The easiest way to compress the data that is being served to the visitors of your web application is to make use of mod_deflate. Once you have enabled that module and provided it with a suitable configuration file, it will compress all releant files on the fly as it is serving them.
Given that I was already going to minify my Javascript and CSS files ahead of time (i.e. not using mod_pagespeed), I figured that there must be a way for me to serve gzipped files directly.
"Compiling" Static Files
I decided to treat my web application like a c program. After all, it starts as readable source code and ends up as an unreadable binary file.
So I created a Makefile to minify and compress all CSS and Javascript files using YUI Compressor and gzip
:
all: build
build:
find static/css -type f -name "[^.]*.css" -execdir yui-compressor -o {}.css {} \;
find static/js -type f -name "[^.]*.js" -execdir yui-compressor -o {}.js {} \;
cd static/css && for f in *.css.css ; do gzip -c $$f > `basename $$f .css`.gz ; done
cd static/js && for f in *.js.js ; do gzip -c $$f > `basename $$f .js`.gz ; done
clean:
find static/css -name "*.css.css" -delete
find static/js -name "*.js.js" -delete
find static/css -name "*.css.gz" -delete
find static/js -name "*.js.gz" -delete
find -name "*.pyc" -delete
This leaves the original files intact and adds minified .css.css
and .js.js
files as well as minified and compressed .css.gz
and .js.gz
files.
How browsers advertise gzip support
The nice thing about serving compressed content to browsers is that browsers that support receiving gzipped content (almost all of them nowadays) include the following HTTP header in their requests:
Accept-Encoding = gzip,deflate
(Incidently, if you want to test what non-gzipped enable browsers see, just browse to about:config
and remove what's in the network.http.accept-encoding
variable.)
Serving compressed files to clients
To serve different files to different browsers, all that's needed is to enable Multiviews in our Apache configuration (as suggested on the Apache mailing list):
<Directory /var/www/static/css>
AddEncoding gzip gz
ForceType text/css
Options +Multiviews
SetEnv force-no-vary
Header set Cache-Control "private"
</Directory>
<Directory /var/www/static/js>
AddEncoding gzip gz
ForceType text/javascript
Options +Multiviews
SetEnv force-no-vary
Header set Cache-Control "private"
</Directory>
The ForceType
directive is there to force the mimetype (as described in this solution) and to make sure that browsers (including Firefox) don't download the files to disk.
As for the SetEnv
directive, it turns out that on Internet Explorer, most files with a Vary header (added by Apache) are not cached and so we must make sure it gets stripped out before the response goes out.

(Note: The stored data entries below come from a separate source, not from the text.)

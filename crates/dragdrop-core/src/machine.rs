//! Pure transition function for the drag state machine.
//!
//! Browsers do not order `dragenter`/`dragleave` between adjacent elements:
//! the leave for the element just vacated can arrive after the enter for its
//! neighbour. Leaves are therefore only honored when they match the tracked
//! drop target, and drag-overs that repeat the current target and position
//! are dropped so the embedder does not re-render for nothing.
//!
//! Events that do not apply to the current state are no-ops. The machine
//! never fails.

use crate::state::{DragEvent, DragState, Transfer};

/// Apply `event` to `state`, discarding the drop target on drag end.
pub fn update<D, P: PartialEq>(
    event: DragEvent<D, P>,
    state: DragState<D, P>,
) -> (DragState<D, P>, Option<Transfer<D, P>>) {
    transition(event, state, false)
}

/// Apply `event` to `state`, treating a drag end over a known drop target as
/// an implicit drop.
///
/// Useful when the pointer is released outside any recognised drop target
/// but was last seen over one.
pub fn update_sticky<D, P: PartialEq>(
    event: DragEvent<D, P>,
    state: DragState<D, P>,
) -> (DragState<D, P>, Option<Transfer<D, P>>) {
    transition(event, state, true)
}

/// Compute the next state and the completed transfer, if any.
///
/// In sticky mode `dragleave` is ignored so the last target survives until
/// `dragend`, which then emits it as a transfer.
pub fn transition<D, P: PartialEq>(
    event: DragEvent<D, P>,
    state: DragState<D, P>,
    sticky: bool,
) -> (DragState<D, P>, Option<Transfer<D, P>>) {
    match (event, state) {
        (DragEvent::DragStart { drag_id }, _) => (DragState::Dragging { drag_id }, None),

        (DragEvent::DragEnd, DragState::DraggedOver { drag_id, drop_id, position }) if sticky => (
            DragState::Idle,
            Some(Transfer { drag_id, drop_id, position }),
        ),
        (DragEvent::DragEnd, _) => (DragState::Idle, None),

        (DragEvent::DragEnter { drop_id }, DragState::Dragging { drag_id }) => (
            DragState::DraggedOver { drag_id, drop_id, position: None },
            None,
        ),
        (DragEvent::DragEnter { drop_id }, DragState::DraggedOver { drag_id, position, .. }) => {
            (DragState::DraggedOver { drag_id, drop_id, position }, None)
        }

        (DragEvent::DragLeave { drop_id: left }, DragState::DraggedOver { drag_id, drop_id, position })
            if !sticky =>
        {
            if left == drop_id {
                (DragState::Dragging { drag_id }, None)
            } else {
                // Stale leave for a target we already moved off
                (DragState::DraggedOver { drag_id, drop_id, position }, None)
            }
        }

        (DragEvent::DragOver { drop_id, position }, DragState::Dragging { drag_id }) => (
            DragState::DraggedOver { drag_id, drop_id, position: Some(position) },
            None,
        ),
        (
            DragEvent::DragOver { drop_id, position },
            DragState::DraggedOver { drag_id, drop_id: current, position: last },
        ) => {
            if drop_id == current && last.as_ref() == Some(&position) {
                (DragState::DraggedOver { drag_id, drop_id: current, position: last }, None)
            } else {
                (DragState::DraggedOver { drag_id, drop_id, position: Some(position) }, None)
            }
        }

        (
            DragEvent::Drop { drop_id, position },
            DragState::Dragging { drag_id } | DragState::DraggedOver { drag_id, .. },
        ) => (
            DragState::Idle,
            Some(Transfer { drag_id, drop_id, position: Some(position) }),
        ),

        (_, state) => (state, None),
    }
}
//! Independent drag-and-drop zones sharing one page.

use crate::state::DragEvent;
use crate::tracker::{DragTracker, Outcome, TrackerConfig};
use std::collections::HashMap;
use std::fmt::Debug;
use std::hash::Hash;

/// A set of isolated trackers keyed by zone.
///
/// Events routed to one zone never touch another zone's state.
#[derive(Debug, Clone)]
pub struct DropZones<Z, D, P> {
    zones: HashMap<Z, DragTracker<D, P>>,
}

impl<Z, D, P> Default for DropZones<Z, D, P> {
    fn default() -> Self {
        Self {
            zones: HashMap::new(),
        }
    }
}

impl<Z, D, P> DropZones<Z, D, P>
where
    Z: Eq + Hash + Debug,
    D: Clone + PartialEq + Debug,
    P: Clone + PartialEq + Debug,
{
    pub fn new() -> Self {
        Self::default()
    }

    /// Register a zone, replacing any existing tracker for it.
    pub fn insert(&mut self, zone: Z, config: TrackerConfig) {
        self.zones.insert(zone, DragTracker::new(config));
    }

    /// Unregister a zone, returning its tracker.
    pub fn remove(&mut self, zone: &Z) -> Option<DragTracker<D, P>> {
        self.zones.remove(zone)
    }

    pub fn get(&self, zone: &Z) -> Option<&DragTracker<D, P>> {
        self.zones.get(zone)
    }

    pub fn len(&self) -> usize {
        self.zones.len()
    }

    pub fn is_empty(&self) -> bool {
        self.zones.is_empty()
    }

    /// Route an event to a zone. Returns `None` if the zone is unknown.
    pub fn handle(&mut self, zone: &Z, event: DragEvent<D, P>) -> Option<Outcome<D, P>> {
        match self.zones.get_mut(zone) {
            Some(tracker) => Some(tracker.handle(event)),
            None => {
                log::warn!("{} for unknown drop zone {:?}", event.name(), zone);
                None
            }
        }
    }

    /// Zones with a drag in progress.
    pub fn active(&self) -> impl Iterator<Item = &Z> {
        self.zones
            .iter()
            .filter(|(_, tracker)| tracker.is_dragging())
            .map(|(zone, _)| zone)
    }

    /// Return every zone to idle.
    pub fn reset_all(&mut self) {
        for tracker in self.zones.values_mut() {
            tracker.reset();
        }
    }
}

Finally, the Cache-Control
headers are set to private
to prevent intermediate/transparent proxies from caching our CSS and Javascript files, while allowing browsers to do so. If intermediate proxies start caching compressed content, they may incorrectly serve it to clients without gzip support.
I am sorry, but however I read the link you claim to support that Vary header should be removed (https://code.google.com/speed/page-speed/docs/caching.html#LeverageProxyCaching), it claims you should leave the Vary in place and use Cache-Control: public.
It says IE does not cache resources with Vary anything BUT Accept-Encoding (and User-Agent) -- and Apache would be adding Vary: Accept-Encoding. So IE will, at least according to that page, cache properly. Plus the page says all proxies in common use DO understand Vary: Accept-Encoding and can match it to client Accept-Encoding, so you want Cache-Control: public than.
Even worse, according to the apache documentation force-no-vary implies force-response-1.0 and you don't want that performance killer (it implies no keepalive). Apache will automatically use it when talking to known-broken user agents.
Hi François. Great idea!
What happens if you have images inside your CSS directory? As far as I can see, you treat the whole content inside the css/ and js/ directories the same way...
I suppose there's a way to exclude certain files in the Apache configuration, but that's making it a bit more trickier. Next time I'm boosting a web application, I'll be sure to try that out.
@Jan Thanks for catching that. It turns out that the anchor on that link was pointing to the wrong section.
The link should have been:
https://code.google.com/speed/page-speed/docs/caching.html#LeverageBrowserCaching
which says:
"Internet Explorer does not cache any resources that are served with the Vary header and any fields but Accept-Encoding and User-Agent. To ensure these resources are cached by IE, make sure to strip out any other fields from the Vary header, or remove the Vary header altogether if possible."